Pifithrin-α改善异丙肾上腺素诱导心肌纤维化的作用及机制

The effect and mechanism of Pifithrin-αon isoproterenol-induced cardiac fibrosis

目的探讨Pifithrin-α改善异丙肾上腺素(ISO)诱导心肌纤维化的作用及机制。方法将24只SD雄性大鼠采用信封法随机分为观察组、ISO组和对照组3组,每组8只:观察组和ISO组采用5 mg·kg^(-1)·d^(-1)ISO连续皮下注射1周,观察组再采用2 mg·kg^(-1)·d^(-1)Pifithrin-α腹腔注射1次;对照组连续皮下注射0.9%氯化钠注射液1周。在第4周末时,行超声心动图、血流动力学、心脏重量指数、心肌组织病理学、胶原表达水平和内皮间质转化(EndMT)指标检测。将人微血管内皮细胞分为观察组、转化生长因子-β(TGF-β)组和对照组3组,前两组细胞采用TGF-β刺激,对照组细胞正常培养78 h,检测3组细胞EndMT指标。结果观察组大鼠左心室舒张末期内径、左心室舒张末期压、左心室重量指数及右心室重量指数低于ISO组,左心室后壁厚度、左心室平均收缩压、左心室压力最大上升速率及左心室压力最大下降速率高于ISO组,差异均有统计学意义(均P<0.05)。观察组大鼠胶原体积分数、Ⅰ型胶原和Ⅲ型胶原表达水平低于ISO组,差异均有统计学意义(均P<0.05)。观察组大鼠心肌组织α-平滑肌肌动蛋白(α-SMA)、波形蛋白和p53表达水平低于ISO组,分化簇31(CD31)表达水平高于ISO组,差异均有统计学意义(均P<0.05)。观察组细胞α-SMA、波形蛋白和p53表达水平低于TGF-β组,CD31表达水平高于TGF-β组,差异均有统计学意义(均P<0.05)。结论Pifithrin-α可有效减轻ISO诱导的大鼠心肌纤维化和改善心功能,其机制可能与抑制p53介导的EndMT有关。

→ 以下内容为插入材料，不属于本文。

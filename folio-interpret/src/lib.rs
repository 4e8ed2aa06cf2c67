/*!
A crate for interpreting PDF content streams onto an abstract canvas.

This crate walks the content tree produced by [`folio_syntax`] and turns
it into drawing calls on a [`Canvas`]. On the way it keeps track of the
graphics state, resolves color spaces (including ICC-based ones) into
RGBA colors, decodes images, evaluates shadings and tiling patterns, and
positions glyphs.

The crate does not rasterize anything itself. It is up to the [`Canvas`]
implementation to turn paths, glyphs, bitmaps and shaders into pixels, or
into another vector format. [`RecordingCanvas`] records the calls instead,
which is useful for tests and is also how tiling patterns are captured.

```
use folio_interpret::{DocumentCache, InterpreterSettings, Page, RecordingCanvas, render_page};
use folio_syntax::object::{Dict, ObjectStore};
use kurbo::Rect;

let page = Page::new(b"1 0 0 rg 0 0 10 10 re f".to_vec(), Dict::new(), Rect::new(0.0, 0.0, 100.0, 100.0));
let mut canvas = RecordingCanvas::new();

render_page(
    &page,
    &ObjectStore::new(),
    &mut canvas,
    &InterpreterSettings::default(),
    &DocumentCache::new(),
)
.unwrap();

assert!(!canvas.commands().is_empty());
```
*/

#![forbid(unsafe_code)]

pub mod cache;
pub mod canvas;
pub mod color;
mod context;
mod error;
pub mod font;
pub mod function;
pub mod image;
mod interpret;
mod page;
pub mod pattern;
pub mod picture;
pub mod shading;

pub use cache::DocumentCache;
pub use canvas::{Canvas, FillRule, GlyphDrawMode, Paint, PathDrawMode, ShadingPaint, StrokeProps};
pub use context::LoadContext;
pub use error::RenderError;
pub use font::{Font, FontQuery, FontResolverFn, Glyph};
pub use interpret::state::{ClipRegion, GraphicsState, PaintState, StateStack, TextRenderingMode, TextState};
pub use interpret::{Interpreter, InterpreterSettings, InterpreterWarning, WarningSinkFn};
pub use page::{Page, render_page, render_pages};
pub use picture::{DrawCommand, Picture, RecordingCanvas};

Objective To investigate the role and mechanism of Pifithrin-αon isoproterenol(ISO)-induced cardiac fibrosis in rats.Methods Twenty-four SD male rats were randomly divided into observation group,ISO group and control group.The observation group and ISO group received subcutaneous injection of ISO 5 mg·kg^(-1)·d^(-1)for 1 week,and then the observation group was injected intraperitoneally 2 mg·kg^(-1)·d^(-1)Pifithrin-αonce.The control group received subcutaneous injection of 0.9%sodium chloride solution for 1 week.At the end of 4 weeks,echocardiography,hemodynamic analysis,cardiac weight index,histopathology of myocardial tissues,collagen expression and endothelial-to-mesenchymal transition(EndMT)markers were detected.Human microvascular endothelial cells(HMVECs)were divided into 3 groups:observation group,transforming growth factor-β(TGF-β)group and control group;the first two groups were stimulated with TGF-β,control group cells were culture for 78 h and EndMT markers were detected in all cells of 3 groups.Results In the observation group,LVEDd,LVEDP,LVWI and RVWI were lower than the ISO group,and LVPWd,LVSP,+dp/dtmax and-dp/dtmax were higher than the ISO group,all with a significant difference(all P<0.05).The collagen volume fraction,collagenⅠand collagenⅢexpression in the observation group,were lower than the ISO group,all with a significant difference(all P<0.05).In the observation group of rat myocardial tissues,the expression ofα-SMA,vimentin and p53 was lower than the ISO group,and the CD31 expression was higher than the ISO group,all with a significant difference(all P<0.05).In the observation group of cells,the expression ofα-SMA,vimentin,and p53 cells was lower than the TGF-βgroup,and CD31 expression was higher than the TGF-βgroup,all with a significant difference(all P<0.05).Conclusion Pifithrin-αcan effectively prevent ISO induced myocardial fibrosis and improve cardiac function in rats,and the mechanism may be related to the inhibition of p53-mediated EndMT.